Department of Health Information Management, Shahrekord University of Medical Sciences, Shahrekord, Iran.
Student Research Committee, School of Health Management and Information Sciences Branch, Iran University of Medical Sciences, Tehran, Iran.
Biomed Eng Online. 2023 Aug 29;22(1):85. doi: 10.1186/s12938-023-01140-9.
The worldwide society is currently facing an epidemiological shift due to the significant improvement in life expectancy and increase in the elderly population. This shift requires the public and scientific community to highlight successful aging (SA), as an indicator representing the quality of elderly people's health. SA is a subjective, complex, and multidimensional concept; thus, its meaning or measuring is a difficult task. This study seeks to identify the most affecting factors on SA and fed them as input variables for constructing predictive models using machine learning (ML) algorithms.
Data from 1465 adults aged ≥ 60 years who were referred to health centers in Abadan city (Iran) between 2021 and 2022 were collected by interview. First, binary logistic regression (BLR) was used to identify the main factors influencing SA. Second, eight ML algorithms, including adaptive boosting (AdaBoost), bootstrap aggregating (Bagging), eXtreme Gradient Boosting (XG-Boost), random forest (RF), J-48, multilayered perceptron (MLP), Naïve Bayes (NB), and support vector machine (SVM), were trained to predict SA. Finally, their performance was evaluated using metrics derived from the confusion matrix to determine the best model.
The experimental results showed that 44 factors had a meaningful relationship with SA as the output class.
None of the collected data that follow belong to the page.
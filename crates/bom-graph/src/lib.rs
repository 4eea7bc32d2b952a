//! # BOM Graph
//!
//! 組裝結構圖：件號節點、BOM 邊、循環檢查與需求展開

pub mod arena;
pub mod edge;
pub mod explode;
pub mod graph;

// Re-export 主要類型
pub use arena::{BomArena, NodeIndex, NodeKind, PartNode};
pub use edge::{BomChild, BomEdge};
pub use graph::BomGraph;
In total, the RF algorithm with sensitivity = 0.95 ± 0.01, specificity = 0.94 ± 0.01, accuracy = 0.94 ± 0.005, and F-score = 0.94 ± 0.003 yielded the best performance for predicting SA.
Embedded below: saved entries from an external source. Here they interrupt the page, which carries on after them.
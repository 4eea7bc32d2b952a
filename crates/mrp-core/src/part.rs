//! 件號模型

use rust_decimal::Decimal;
use serde::{Deserialize, Serialize};

/// 件號（製造件）
#[derive(Debug, Clone, Serialize, Deserialize)]
pub struct Part {
    /// 件號（唯一識別）
    pub part_number: String,

    /// 描述
    pub description: String,

    /// 客戶
    pub customer: Option<String>,

    /// 單位成本
    pub unit_cost: Decimal,

    /// 單件週期時間（秒）
    pub cycle_time_secs: Decimal,

    /// 換線準備時間（秒）
    pub setup_time_secs: Decimal,
}

impl Part {
    /// 創建新的件號
    pub fn new(part_number: String, description: String) -> Self {
        Self {
            part_number,
            description,
            customer: None,
            unit_cost: Decimal::ZERO,
            cycle_time_secs: Decimal::ZERO,
            setup_time_secs: Decimal::ZERO,
        }
    }

    /// 建構器模式：設置客戶
    pub fn with_customer(mut self, customer: String) -> Self {
        self.customer = Some(customer);
        self
    }

    /// 建構器模式：設置單位成本
    pub fn with_unit_cost(mut self, unit_cost: Decimal) -> Self {
        self.unit_cost = unit_cost;
        self
    }

    /// 建構器模式：設置週期時間
    pub fn with_cycle_time_secs(mut self, cycle_time_secs: Decimal) -> Self {
        self.cycle_time_secs = cycle_time_secs;
        self
    }

    /// 建構器模式：設置準備時間
    pub fn with_setup_time_secs(mut self, setup_time_secs: Decimal) -> Self {
        self.setup_time_secs = setup_time_secs;
        self
    }
}

/// 件號更新（僅覆蓋有給值的欄位）
#[derive(Debug, Clone, Default, Serialize, Deserialize)]
pub struct PartUpdate {
    pub description: Option<String>,
    pub customer: Option<String>,
    pub unit_cost: Option<Decimal>,
    pub cycle_time_secs: Option<Decimal>,
    pub setup_time_secs: Option<Decimal>,
}

impl PartUpdate {
    /// 套用更新，未給值的欄位保持原值
    pub fn apply(self, part: &mut Part) {
        if let Some(description) = self.description {
            part.description = description;
        }
        if let Some(customer) = self.customer {
            part.customer = Some(customer);
        }
        if let Some(unit_cost) = self.unit_cost {
            part.unit_cost = unit_cost;
        }
        if let Some(cycle_time_secs) = self.cycle_time_secs {
            part.cycle_time_secs = cycle_time_secs;
        }
        if let Some(setup_time_secs) = self.setup_time_secs {
            part.setup_time_secs = setup_time_secs;
        }
    }
}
Compared to other selected ML methods, the effectiveness of the RF as a bagging algorithm in predicting SA was significantly better. Our developed prediction models can provide, gerontologists, geriatric nursing, healthcare administrators, and policymakers with a reliable and responsive tool to improve elderly outcomes.
由于预期寿命的显著提高和老年人口的增加,全球社会目前正面临着一种流行病学转变。这种转变要求公众和科学界强调成功老龄化(SA),作为代表老年人健康质量的指标。SA 是一个主观的、复杂的和多维的概念;因此,它的含义或衡量是一项艰巨的任务。本研究旨在确定影响 SA 的最主要因素,并将其作为输入变量,利用机器学习(ML)算法构建预测模型。
通过访谈收集了 2021 年至 2022 年间伊朗阿巴丹市卫生中心就诊的 1465 名年龄≥60 岁的成年人的数据。首先,采用二元逻辑回归(BLR)来识别影响 SA 的主要因素。其次,采用 8 种 ML 算法,包括自适应提升(AdaBoost)、自举聚合(Bagging)、极端梯度提升(XG-Boost)、随机森林(RF)、J-48、多层感知机(MLP)、朴素贝叶斯(NB)和支持向量机(SVM),对 SA 进行预测。最后,使用混淆矩阵得出的指标来评估它们的性能,以确定最佳模型。
实验结果表明,44 个因素与作为输出类的 SA 有意义的关系。总的来说,RF 算法的灵敏度为 0.95±0.01、特异性为 0.94±0.01、准确性为 0.94±0.005 和 F 分数为 0.94±0.003,在预测 SA 方面表现最佳。
与其他选定的 ML 方法相比,RF 作为一种装袋算法在预测 SA 方面的有效性明显更好。我们开发的预测模型可以为老年学家、老年护理、医疗保健管理人员和政策制定者提供一种可靠和响应迅速的工具,以改善老年人的结局。